As hair changes hands, it may be treated in ways that enhance value. At factories, for instance, men and women measure hair for length, run it through purpose-built combs, remove lice and gray strands, and sanitize the hair with chemicals before packing it up for export.

But many jumps in value are pure profit. Some buyers informed Bapat that they sold hair to a dealer for double the price they purchased it for from the hair collectors.

To explain this system’s inequity, anthropologists who have studied the hair trade note that the waste pickers’ role is hidden in many ways. One of the reasons for this obscurity “is the highly dispersed trade and the informal nature of their job,” Doron explains.

Indeed, one of the award-winning traders Doron met in New Delhi sold 60 metric tons of waste hair a month to international markets, claiming himself to be the largest exporter of raw waste hair in India. According to Doron, his company did not purchase any temple hair. Instead, it sourced hair from hundreds of thousands of freelance waste hair pickers through intermediaries.

With a more than US$200 million industry, India is the second-largest exporter of human hair—much of which comes from waste.

Factories are not sharing their sources or process, Tarlo notes, both to remain competitive and avoid any messaging that might deter buyers put off by waste hair from impoverished communities. Even within the supply chain, secrecy is maintained at all levels.

Many intermediaries run unregistered enterprises in the informal sector of India’s economy. Bapat found that hair pickers and collectors are wary of discussing their work. “Owing to cheaply available labor, the comb waste collectors knew they were replaceable, so giving out their trade secrets and sources to anyone outside the community would have cost them their jobs,” she says.

Such secrecy ultimately makes it easier to exploit laborers at the bottom of the supply chain. Not only do they receive a fraction of the payments associated with the hair they collect, their work can be physically taxing. The labor of hair collectors and sorters, including factory workers, is repetitive and monotonous, taking its toll on backs, eyes, and lungs.

Women, in particular, are disadvantaged. “The gender bias in the hair trade is striking,” Bapat says. Among collectors, it is women who walk seven to eight hours a day with their kids and untangle the hair at home. At factories, women are in charge of intense and lengthy processes such as sorting and cleaning strands. Men tend to do either easier jobs, such as packaging, or more lucrative jobs, like running the companies, says Tarlo, who found this trend around the world.

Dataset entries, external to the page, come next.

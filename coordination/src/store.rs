//! Task record persistence
//!
//! A flat keyed collection of [`TaskRecord`]s that lives outside every
//! workspace. [`JsonTaskStore`] keeps the whole collection in one JSON file
//! and replaces it atomically on every write (backup, temp file, rename), so a
//! crash mid-write leaves either the old or the new queue on disk, never a
//! torn one.

use std::collections::BTreeMap;
use std::path::{Path, PathBuf};
use std::sync::{Arc, Mutex, MutexGuard};
use thiserror::Error;
use tracing::{info, warn};

use crate::task::TaskRecord;

/// Result type alias for store operations
pub type StoreResult<T> = Result<T, StoreError>;

/// Errors from the persistence layer
#[derive(Error, Debug)]
pub enum StoreError {
    /// Queue file exists but does not parse
    #[error("Corrupt queue file {path}: {message}")]
    Corrupt { path: PathBuf, message: String },

    /// Another thread panicked while holding the store lock
    #[error("Store lock poisoned")]
    LockPoisoned,

    /// IO error wrapper
    #[error("IO error: {0}")]
    Io(#[from] std::io::Error),

    /// JSON serialization error
    #[error("JSON error: {0}")]
    Json(#[from] serde_json::Error),
}

impl StoreError {
    pub fn corrupt(path: impl AsRef<Path>, message: impl Into<String>) -> Self {
        Self::Corrupt {
            path: path.as_ref().to_path_buf(),
            message: message.into(),
        }
    }
}

/// Keyed task record collection with atomic replace semantics
pub trait TaskStore: Send + Sync {
    fn load_all(&self) -> StoreResult<Vec<TaskRecord>>;
    fn get(&self, id: &str) -> StoreResult<Option<TaskRecord>>;
    fn upsert(&self, record: &TaskRecord) -> StoreResult<()>;
    /// Returns whether a record was removed
    fn remove(&self, id: &str) -> StoreResult<bool>;
}

/// Shared reference to a TaskStore
pub type SharedTaskStore = Arc<dyn TaskStore>;

// ============================================================================
// JSON file store
// ============================================================================

/// All task records in one pretty-printed JSON object keyed by task ID.
#[derive(Debug)]
pub struct JsonTaskStore {
    path: PathBuf,
    // Serializes read-modify-write cycles within this process
    lock: Mutex<()>,
}

impl JsonTaskStore {
    pub fn new(path: impl Into<PathBuf>) -> Self {
        Self {
            path: path.into(),
            lock: Mutex::new(()),
        }
    }

    pub fn path(&self) -> &Path {
        &self.path
    }

    fn backup_path(&self) -> PathBuf {
        self.path.with_extension("json.backup")
    }

    fn guard(&self) -> StoreResult<MutexGuard<'_, ()>> {
        self.lock.lock().map_err(|_| StoreError::LockPoisoned)
    }

    fn read_file(path: &Path) -> StoreResult<Option<BTreeMap<String, TaskRecord>>> {
        let content = match std::fs::read_to_string(path) {
            Ok(content) => content,
            Err(e) if e.kind() == std::io::ErrorKind::NotFound => return Ok(None),
            Err(e) => return Err(e.into()),
        };
        if content.trim().is_empty() {
            return Ok(Some(BTreeMap::new()));
        }
        serde_json::from_str(&content)
            .map(Some)
            .map_err(|e| StoreError::corrupt(path, e.to_string()))
    }

    /// Load the map, falling back to the backup if the primary is corrupt.
    fn read_map(&self) -> StoreResult<BTreeMap<String, TaskRecord>> {
        match Self::read_file(&self.path) {
            Ok(Some(map)) => return Ok(map),
            Ok(None) => {}
            Err(StoreError::Corrupt { message, .. }) => {
                warn!(
                    path = %self.path.display(),
                    error = %message,
                    "Queue file is corrupt, trying backup"
                );
                let backup = self.backup_path();
                return match Self::read_file(&backup)? {
                    Some(map) => {
                        info!(path = %backup.display(), tasks = map.len(), "Recovered queue from backup");
                        Ok(map)
                    }
                    None => Err(StoreError::corrupt(&self.path, message)),
                };
            }
            Err(e) => return Err(e),
        }
        Ok(BTreeMap::new())
    }

    fn write_map(&self, map: &BTreeMap<String, TaskRecord>) -> StoreResult<()> {
        if let Some(parent) = self.path.parent() {
            if !parent.as_os_str().is_empty() {
                std::fs::create_dir_all(parent)?;
            }
        }

        if self.path.exists() {
            if let Err(e) = std::fs::copy(&self.path, self.backup_path()) {
                warn!(path = %self.path.display(), error = %e, "Failed to back up queue file");
            }
        }

        let temp_path = self.path.with_extension("json.tmp");
        let content = serde_json::to_string_pretty(map)?;
        std::fs::write(&temp_path, content)?;
        std::fs::rename(&temp_path, &self.path)?;
        Ok(())
    }
}

impl TaskStore for JsonTaskStore {
    fn load_all(&self) -> StoreResult<Vec<TaskRecord>> {
        let _guard = self.guard()?;
        Ok(self.read_map()?.into_values().collect())
    }

    fn get(&self, id: &str) -> StoreResult<Option<TaskRecord>> {
        let _guard = self.guard()?;
        Ok(self.read_map()?.remove(id))
    }

    fn upsert(&self, record: &TaskRecord) -> StoreResult<()> {
        let _guard = self.guard()?;
        let mut map = self.read_map()?;
        map.insert(record.id.clone(), record.clone());
        self.write_map(&map)
    }

    fn remove(&self, id: &str) -> StoreResult<bool> {
        let _guard = self.guard()?;
        let mut map = self.read_map()?;
        let removed = map.remove(id).is_some();
        if removed {
            self.write_map(&map)?;
        }
        Ok(removed)
    }
}

// ============================================================================
// In-memory store
// ============================================================================

/// Non-durable store for tests and dry runs
#[derive(Debug, Default)]
pub struct MemoryTaskStore {
    records: Mutex<BTreeMap<String, TaskRecord>>,
}

impl MemoryTaskStore {
    pub fn new() -> Self {
        Self::default()
    }

    fn records(&self) -> StoreResult<MutexGuard<'_, BTreeMap<String, TaskRecord>>> {
        self.records.lock().map_err(|_| StoreError::LockPoisoned)
    }
}

impl TaskStore for MemoryTaskStore {
    fn load_all(&self) -> StoreResult<Vec<TaskRecord>> {
        Ok(self.records()?.values().cloned().collect())
    }

    fn get(&self, id: &str) -> StoreResult<Option<TaskRecord>> {
        Ok(self.records()?.get(id).cloned())
    }

    fn upsert(&self, record: &TaskRecord) -> StoreResult<()> {
        self.records()?.insert(record.id.clone(), record.clone());
        Ok(())
    }

    fn remove(&self, id: &str) -> StoreResult<bool> {
        Ok(self.records()?.remove(id).is_some())
    }
}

Bapat began studying the waste hair collectors’ plight as a graduate student at the Central University of Hyderabad. After years of getting to know Waddars and Vedhwa Waghris collecting hair, she now has an opportunity to make change in their lives.

Today Bapat works with the National Urban Livelihoods Mission, a government program that aims to assist some of the nation’s poorest communities. Starting in January 2021, as part of the PM SVANidhi project to benefit street vendors, Bapat has contributed to an ongoing pioneering survey of sellers across the country.

Two people sit on the steps of building with a pile of balled up hair between them.

For members of the Vedhwa Waghri tribe in India, hair collection may be one of the few livelihoods available. Dipti Babat

Every respondent to the survey becomes part of a central database, which the government will use to link them to welfare schemes, including insurance, pension, and maternity benefits. At Bapat’s behest, waste hair collectors have been added to the survey, giving them the recognition of street vendors and raising them from obscurity.

Bapat says that revealing the position of waste hair pickers and collectors in the supply chain could bring to light their work’s value to the industry overall. With that knowledge, they could bargain for a better income. For that matter, if factories openly acknowledged their sources, hair collectors would have greater power in the system. They could, for instance, set up small independent shops to formally sell to various buyers, she says, or organize into cooperatives.

Put simply, if secrecy enables the trade’s exploitation, transparency—revealing the stories and experiences of these otherwise invisible laborers—could offer a solution.